Well here's something you don't find in every cemetery.  A large cannon.  Oh, you see them sometimes in veteran's sections or perhaps guarding a gate.  But this was just off in a corner aiming nowhere in particular. 

I told my brother that it looked like Civil War vintage, possibly of a type called a Dahlgren gun.  


But now we have to explain this.  A 1903 date and a mark from a local foundry on the gun carriage.  Hmmmm.


I'm pretty sure there were no munitions factories of any import in Northwood Iowa at any point in history.  So lets get to work.

I was mostly right about the gun proper.  Not a Dahlgren but a similar type called a Rodman gun.  Cannon were named for their inventors, and each little incremental improvement in an old technology got its own moniker.  This type was first made in 1861 although this particular example was cast in 1865 in Reading PA.  It weighs almost 8,500 pounds and fired an eight inch projectile.

There are actually two of these guns in town, the other sits outside the courthouse.  At one point at least one of them was in the city park.  One assumes they came to town in the usual fashion, as war surplus and patriotic icons in the years after Appomattox. 

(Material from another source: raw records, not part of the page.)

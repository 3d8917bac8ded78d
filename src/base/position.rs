/// Position tracking for terms
///
/// Stores the source location (line/column) at which a term began, for error
/// reporting and for callers that want to point back into the source text.
///
/// Parsed terms carry 1-based lines and 1-based columns counted in code points.
/// Terms built through the API carry `Position::default()`, which is (0, 0).
#[derive(Debug, Clone, Copy, PartialEq, Eq, PartialOrd, Ord, Hash, Default)]
#[cfg_attr(feature = "serde", derive(serde::Serialize, serde::Deserialize))]
pub struct Position {
    pub line: usize,
    pub column: usize,
}

impl Position {
    pub fn new(line: usize, column: usize) -> Self {
        Self { line, column }
    }

    /// The position of the first character of a document
    pub fn start() -> Self {
        Self::new(1, 1)
    }

    /// Whether this position was recorded by the parser, as opposed to
    /// defaulted by API construction
    pub fn is_known(&self) -> bool {
        self.line != 0
    }

    /// Advance past one code point
    pub(crate) fn advance(&mut self, ch: char) {
        if ch == '\n' {
            self.line += 1;
            self.column = 1;
        } else {
            self.column += 1;
        }
    }
}

impl std::fmt::Display for Position {
    fn fmt(&self, f: &mut std::fmt::Formatter<'_>) -> std::fmt::Result {
        write!(f, "line {} column {}", self.line, self.column)
    }
}
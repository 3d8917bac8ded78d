//! Parser for the termpose notation
//!
//! A hand-rolled, single-pass state machine. It decodes UTF-8 one code point
//! at a time and builds the tree in an index-addressed arena, so a finished
//! atom can be re-tagged into a list in place when a bracket, a pairing
//! character or a quote follows it directly.
//!
//! ## Architecture
//!
//! ```text
//! bytes
//!     ↓
//! rune decoder (base::rune) → one code point, `\r\n` folded to `\n`
//!     ↓
//! Mode dispatch → attach / upgrade / collapse on the Arena
//!     ↓
//! Arena::build → immutable Term
//! ```

#[allow(clippy::module_inception)]
mod parser;

mod arena;
pub mod errors;
mod mode;

pub use errors::{ParseError, ParseErrorKind};
pub use parser::{
    DEFAULT_MAX_NESTING, Parser, parse, parse_as_list, parse_as_list_with, parse_bytes, parse_bytes_as_list,
    parse_bytes_as_list_with, parse_bytes_with, parse_with,
};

A gun of this caliber, and weighing over four tons, would require a very substantial carriage.  Frankly this does not look up to the task.  Some of these were surplused without carriages, or perhaps the original had deteriorated.   I imagine this 1903 ersatz was cobbled up as a "good enough" replacement when the gun was moved to the cemetery.  I do not suggest they attempt to fire it on this dubious base.